Reddit is an entertainment, social networking, and news website where registered community members can submit content, such as text posts or direct links, making it essentially an online bulletin board system. Registered users can then vote submissions up or down to organize the posts and determine their position on the site's pages. Content entries are organized by areas of interest called "subreddits". The subreddit topics include news, gaming, movies, music, books, fitness, food, and photosharing, among many others.
When items (links or text posts) are submitted to a subreddit, users (redditors) can vote for or against them (upvote/downvote). Each subreddit has a front page that shows newer submissions that have been rated highly. Redditors can also post comments about the submission, and respond back and forth in a conversation-tree of comments; the comments themselves can also be upvoted and downvoted. The front page of the site itself shows a combination of the highest-rated posts out of all the subreddits a user is subscribed to.
The Reddit website has an API and its code is open source. In July 2015, a Reddit user identified as Stuck_In_the_Matrix made public a dataset of Reddit comments for research. The dataset has approximately 1.7 billion comments and takes 250 GB compressed. Each entry contains comment, score, author, subreddit, position in comment tree and other fields that are available through Reddit's API.

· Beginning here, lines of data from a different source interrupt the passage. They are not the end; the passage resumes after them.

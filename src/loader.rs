//! Fetching and parsing of word-list documents.
//!
//! A document is a JSON array of rows, each row an array of word variants.
//! The base document is flattened into one set; glossary documents keep their
//! row order so a cutoff can take a prefix of them.

use std::collections::HashMap;
use std::future::Future;
use std::path::{Component, Path, PathBuf};

use percent_encoding::{AsciiSet, CONTROLS, utf8_percent_encode};
use reqwest::{Client, Url};
use serde::Serialize;
use thiserror::Error;
use tracing::{debug, error, info, warn};

use crate::config::{GlossarySources, LoaderConfig};
use crate::vocabulary::{BaseVocabulary, Glossary, VocabularyCatalog, VocabularyState};

const PATH_SEGMENT: &AsciiSet = &CONTROLS
    .add(b' ')
    .add(b'"')
    .add(b'#')
    .add(b'%')
    .add(b'<')
    .add(b'>')
    .add(b'?')
    .add(b'`')
    .add(b'{')
    .add(b'}');

#[derive(Debug, Error)]
pub enum FetchError {
    #[error("failed to read {path}: {source}")]
    Io {
        path: PathBuf,
        source: std::io::Error,
    },
    #[error("request failed: {0}")]
    Http(#[from] reqwest::Error),
    #[error("{url} answered with status {status}")]
    Status { url: String, status: u16 },
    #[error("invalid document identifier {0:?}")]
    InvalidIdentifier(String),
    #[error("invalid base URL {0:?}")]
    InvalidBase(String),
    #[error("no document named {0:?}")]
    Missing(String),
}

#[derive(Debug, Error)]
pub enum DocumentError {
    #[error(transparent)]
    Fetch(#[from] FetchError),
    #[error("malformed word list: {0}")]
    Parse(#[from] serde_json::Error),
}

#[derive(Debug, Error)]
pub enum LoadError {
    #[error("failed to load base word list {document:?}: {reason}")]
    Base {
        document: String,
        #[source]
        reason: DocumentError,
    },
    #[error("failed to load word list index {document:?}: {reason}")]
    Index {
        document: String,
        #[source]
        reason: DocumentError,
    },
    #[error("failed to build base word set: {0}")]
    Build(#[from] fst::Error),
}

/// A glossary that could not be loaded and was left out of the catalog.
#[derive(Debug, Clone, PartialEq, Eq, Serialize)]
pub struct PartialLoadWarning {
    pub source: String,
    pub reason: String,
}

#[derive(Debug, Clone, Default, PartialEq, Eq, Serialize)]
pub struct LoadReport {
    pub base_words: usize,
    pub glossaries: usize,
    pub warnings: Vec<PartialLoadWarning>,
}

/// Anything that can hand back the raw bytes of a named document.
pub trait DocumentSource: Send + Sync {
    fn fetch(&self, id: &str) -> impl Future<Output = Result<Vec<u8>, FetchError>> + Send;

    /// Short human-readable location, used in logs.
    fn describe(&self) -> String;
}

/// Documents stored as files under a root directory.
#[derive(Debug, Clone)]
pub struct DirSource {
    root: PathBuf,
}

impl DirSource {
    pub fn new(root: impl Into<PathBuf>) -> Self {
        Self { root: root.into() }
    }

    fn resolve(&self, id: &str) -> Result<PathBuf, FetchError> {
        let relative = Path::new(id);
        let escapes = relative
            .components()
            .any(|part| !matches!(part, Component::Normal(_) | Component::CurDir));
        if id.is_empty() || escapes {
            return Err(FetchError::InvalidIdentifier(id.to_string()));
        }
        Ok(self.root.join(relative))
    }
}

impl DocumentSource for DirSource {
    async fn fetch(&self, id: &str) -> Result<Vec<u8>, FetchError> {
        let path = self.resolve(id)?;
        tokio::fs::read(&path)
            .await
            .map_err(|source| FetchError::Io { path, source })
    }

    fn describe(&self) -> String {
        self.root.display().to_string()
    }
}

/// Documents served relative to a base URL.
#[derive(Debug, Clone)]
pub struct HttpSource {
    client: Client,
    base: Url,
}

impl HttpSource {
    pub fn new(base: &str) -> Result<Self, FetchError> {
        Self::with_client(Client::new(), base)
    }

    pub fn with_client(client: Client, base: &str) -> Result<Self, FetchError> {
        // Without a trailing slash `join` would replace the last path segment.
        let normalized = if base.ends_with('/') {
            base.to_string()
        } else {
            format!("{base}/")
        };
        let base = Url::parse(&normalized).map_err(|_| FetchError::InvalidBase(base.to_string()))?;
        Ok(Self { client, base })
    }

    fn resolve(&self, id: &str) -> Result<Url, FetchError> {
        if id.is_empty() || id.starts_with('/') || id.split('/').any(|seg| seg == "..") {
            return Err(FetchError::InvalidIdentifier(id.to_string()));
        }
        let encoded = id
            .split('/')
            .map(|segment| utf8_percent_encode(segment, PATH_SEGMENT).to_string())
            .collect::<Vec<_>>()
            .join("/");
        self.base
            .join(&encoded)
            .map_err(|_| FetchError::InvalidIdentifier(id.to_string()))
    }
}

impl DocumentSource for HttpSource {
    async fn fetch(&self, id: &str) -> Result<Vec<u8>, FetchError> {
        let url = self.resolve(id)?;
        let response = self.client.get(url.clone()).send().await?;
        let status = response.status();
        if !status.is_success() {
            return Err(FetchError::Status {
                url: url.to_string(),
                status: status.as_u16(),
            });
        }
        Ok(response.bytes().await?.to_vec())
    }

    fn describe(&self) -> String {
        self.base.to_string()
    }
}

/// Documents held in memory.
#[derive(Debug, Clone, Default)]
pub struct MemorySource {
    documents: HashMap<String, Vec<u8>>,
}

impl MemorySource {
    pub fn new() -> Self {
        Self::default()
    }

    pub fn with_document(mut self, id: impl Into<String>, body: impl Into<Vec<u8>>) -> Self {
        self.insert(id, body);
        self
    }

    pub fn insert(&mut self, id: impl Into<String>, body: impl Into<Vec<u8>>) {
        self.documents.insert(id.into(), body.into());
    }
}

impl DocumentSource for MemorySource {
    async fn fetch(&self, id: &str) -> Result<Vec<u8>, FetchError> {
        self.documents
            .get(id)
            .cloned()
            .ok_or_else(|| FetchError::Missing(id.to_string()))
    }

    fn describe(&self) -> String {
        format!("memory ({} documents)", self.documents.len())
    }
}

/// A source picked at runtime from configuration.
#[derive(Debug, Clone)]
pub enum AnySource {
    Dir(DirSource),
    Http(HttpSource),
    Memory(MemorySource),
}

impl AnySource {
    /// `http://` and `https://` locations fetch over HTTP; anything else is a directory.
    pub fn from_location(location: &str) -> Result<Self, FetchError> {
        if location.starts_with("http://") || location.starts_with("https://") {
            Ok(AnySource::Http(HttpSource::new(location)?))
        } else {
            Ok(AnySource::Dir(DirSource::new(location)))
        }
    }
}

impl DocumentSource for AnySource {
    async fn fetch(&self, id: &str) -> Result<Vec<u8>, FetchError> {
        match self {
            AnySource::Dir(source) => source.fetch(id).await,
            AnySource::Http(source) => source.fetch(id).await,
            AnySource::Memory(source) => source.fetch(id).await,
        }
    }

    fn describe(&self) -> String {
        match self {
            AnySource::Dir(source) => source.describe(),
            AnySource::Http(source) => source.describe(),
            AnySource::Memory(source) => source.describe(),
        }
    }
}

/// Loads the base list and every configured glossary into a fresh snapshot.
///
/// A missing base list or index is fatal. A glossary that fails is skipped and
/// reported in the returned [`LoadReport`].
pub async fn load_vocabulary<S>(
    source: &S,
    config: &LoaderConfig,
) -> Result<(VocabularyState, LoadReport), LoadError>
where
    S: DocumentSource,
{
    let rows = fetch_rows(source, &config.base)
        .await
        .map_err(|reason| LoadError::Base {
            document: config.base.clone(),
            reason,
        })
        .inspect_err(|err| error!(source = %source.describe(), "{err}"))?;
    let base = BaseVocabulary::from_words(rows.into_iter().flatten())?;

    let documents = match &config.glossaries {
        GlossarySources::Index { document } => fetch_index(source, document)
            .await
            .map_err(|reason| LoadError::Index {
                document: document.clone(),
                reason,
            })
            .inspect_err(|err| error!(source = %source.describe(), "{err}"))?,
        GlossarySources::Single { document } => vec![document.clone()],
        GlossarySources::Listed { documents } => documents.clone(),
    };

    let mut catalog = VocabularyCatalog::default();
    let mut warnings = Vec::new();
    for document in documents {
        match fetch_rows(source, &document).await {
            Ok(rows) => {
                debug!(glossary = %document, rows = rows.len(), "glossary loaded");
                catalog.insert(document, Glossary::new(rows));
            }
            Err(reason) => {
                warn!(glossary = %document, error = %reason, "skipping glossary");
                warnings.push(PartialLoadWarning {
                    source: document,
                    reason: reason.to_string(),
                });
            }
        }
    }

    let report = LoadReport {
        base_words: base.len(),
        glossaries: catalog.len(),
        warnings,
    };
    info!(
        source = %source.describe(),
        base_words = report.base_words,
        glossaries = report.glossaries,
        skipped = report.warnings.len(),
        "vocabulary loaded"
    );
    Ok((VocabularyState::new(base, catalog), report))
}

async fn fetch_rows<S: DocumentSource>(
    source: &S,
    id: &str,
) -> Result<Vec<Vec<String>>, DocumentError> {
    let bytes = source.fetch(id).await?;
    debug!(document = %id, bytes = bytes.len(), "fetched word list");
    let rows: Vec<Vec<String>> = serde_json::from_slice(&bytes)?;
    Ok(rows
        .into_iter()
        .map(|row| row.into_iter().map(|word| word.to_lowercase()).collect())
        .collect())
}

async fn fetch_index<S: DocumentSource>(source: &S, id: &str) -> Result<Vec<String>, DocumentError> {
    let bytes = source.fetch(id).await?;
    Ok(serde_json::from_slice(&bytes)?)
}
//! Token normalization shared by classification and word counting.
//!
//! A key is produced by lowercasing a token, dropping everything outside
//! `[a-z0-9']`, and removing a single trailing possessive `'s`.

/// Replaces every hyphen with a space so compounds split into separate tokens.
pub fn replace_hyphens(text: &str) -> String {
    text.replace('-', " ")
}

/// Splits hyphen-replaced text into non-empty whitespace-separated tokens.
pub fn tokens(text: &str) -> impl Iterator<Item = &str> {
    text.split_whitespace()
}

/// Counts whitespace-separated runs in the text as typed.
///
/// Hyphens do not split words here, so `"well-known"` is one word even though
/// it is checked as two tokens. Punctuation and flagged words count too.
pub fn word_count(text: &str) -> usize {
    text.split_whitespace().count()
}

/// Normalizes a single token into its lookup key.
pub fn normalize(token: &str) -> String {
    let mut key = String::with_capacity(token.len());
    for ch in token.chars() {
        if ch == '-' {
            // A hyphen becomes a space, which the filter below drops anyway.
            continue;
        }
        for lower in ch.to_lowercase() {
            if is_key_char(lower) {
                key.push(lower);
            }
        }
    }
    if key.ends_with("'s") {
        key.truncate(key.len() - 2);
    }
    key
}

fn is_key_char(ch: char) -> bool {
    ch.is_ascii_lowercase() || ch.is_ascii_digit() || ch == '\''
}

#[cfg(test)]
mod tests {
    use super::*;

    #[test]
    fn lowercases_and_strips_punctuation() {
        assert_eq!(normalize("Mat."), "mat");
        assert_eq!(normalize("\"Hello,\""), "hello");
        assert_eq!(normalize("H2O!"), "h2o");
        assert_eq!(normalize("don't"), "don't");
    }

    #[test]
    fn non_ascii_letters_are_dropped() {
        assert_eq!(normalize("Café"), "caf");
        assert_eq!(normalize("naïve"), "nave");
    }

    #[test]
    fn possessive_suffix_is_stripped_once() {
        assert_eq!(normalize("dog's"), "dog");
        assert_eq!(normalize("bus's"), "bus");
        assert_eq!(normalize("boss's's"), "boss's");
        assert_eq!(normalize("DOG'S"), "dog");
        assert_eq!(normalize("its"), "its");
    }

    #[test]
    fn bare_possessive_normalizes_to_empty() {
        assert_eq!(normalize("'s"), "");
        assert_eq!(normalize("..."), "");
        assert_eq!(normalize(""), "");
    }

    #[test]
    fn normalization_is_idempotent() {
        let samples = [
            "dog's",
            "Well-Known",
            "—quoted—",
            "X-RAY'S",
            "1990s",
            "'",
            "s's",
        ];
        for sample in samples {
            let once = normalize(sample);
            assert_eq!(normalize(&once), once, "sample {sample:?}");
        }
    }

    #[test]
    fn stacked_possessives_lose_one_suffix_per_pass() {
        // Only keys that still end in `'s` after one strip change on a second pass.
        let once = normalize("boss's's");
        assert_eq!(once, "boss's");
        assert_eq!(normalize(&once), "boss");
    }

    #[test]
    fn hyphenated_compounds_split_into_tokens() {
        let replaced = replace_hyphens("a well-known fact");
        let collected: Vec<_> = tokens(&replaced).collect();
        assert_eq!(collected, vec!["a", "well", "known", "fact"]);
    }

    #[test]
    fn word_count_ignores_extra_whitespace() {
        assert_eq!(word_count("The cat sat."), 3);
        assert_eq!(word_count("  The   cat\n\tsat.  "), 3);
        assert_eq!(word_count(""), 0);
        assert_eq!(word_count("   "), 0);
    }

    #[test]
    fn word_count_does_not_split_on_hyphens() {
        assert_eq!(word_count("well-known"), 1);
        assert_eq!(word_count("a well-known fact"), 3);
        assert_eq!(word_count("- - -"), 3);
    }
}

One of the user attributes that is not natively supported by the Reddit platform is the gender. However, in some subreddits, users can self report their genders as part of the subreddit rules. In the scope of this competition, users that self reported their gender are selected from the dataset, and your goal is to predict the gender of these users.
The evaluation metric for this competition is the Area Under the ROC Curve. This metric is used to evaluate binary classification, and in the scope of this competition we are representing the gender of the users as binary classes: the class "female" is represented as 1 and the class "male" as 0. The class prediction for each Reddit author corresponds to your confidence that the author is a female, which is a "score" computed for the author (e.g. estimated probability in logistic regression).
For every author in the dataset, submission files should contain two columns: author and gender. The column author should be a string. The column gender can be any real value. The higher is your confidence that the author is female, the higher should be the corresponding value in the gender column.
We selected a total of 20k users with self reported gender. Among these, we selected 5000 for training, and the remaining 15000 are used for evaluation.
- train_data.csv.gz: contains all comments of the users selected for training
- train_target.csv: contains the genders of the users selected for training
- test_data.csv.gz: contains the comments of the users selected for evaluation
- sample.csv: a sample submission file in the correct format
Each comment has the following structure:
- author: contains the username of the author
- subreddit: contains the subreddit in which the comment was posted
- created_utc: contains the date of submission in unixtime format
- body: contains the text of the comment
An exploration of SpaCy was performed. One may find the relevant notebooks here. The model works and has a similar strategy to the one presented below, though its performance is lower (roc = 0.894). The exploration has been concluded with this Stack Overflow question, this GitHub Issue and a comment to a Feature Request.
We've also tried neural networks with Keras
.
The training set has been grouped by author and the resulting texts, as if aggregated with " ".join
, have been turned into a BOW (see this brief Kaggle tutorial).
- 80% of the resulting data has been used to train an XGBoost, which was later used to predict the remeining 20%.
- A Document Embedding model has been fitted on test and training texts. 80% of training vectors were later used to train a Multi Layer Perceptron, which then predicted the remaining 20% and the test set.
- A MLP on the binary countvectorized subreddits has been trained, just like the models above.
- The predictions on the 20% of the XGBoost and of the two MLPs were used to train and validate a final logistic regression.
- Finally, a new XGBoost and and two new MLPs were trained on all train texts, and the predictions of the two used by the logistic regression to output the final submission.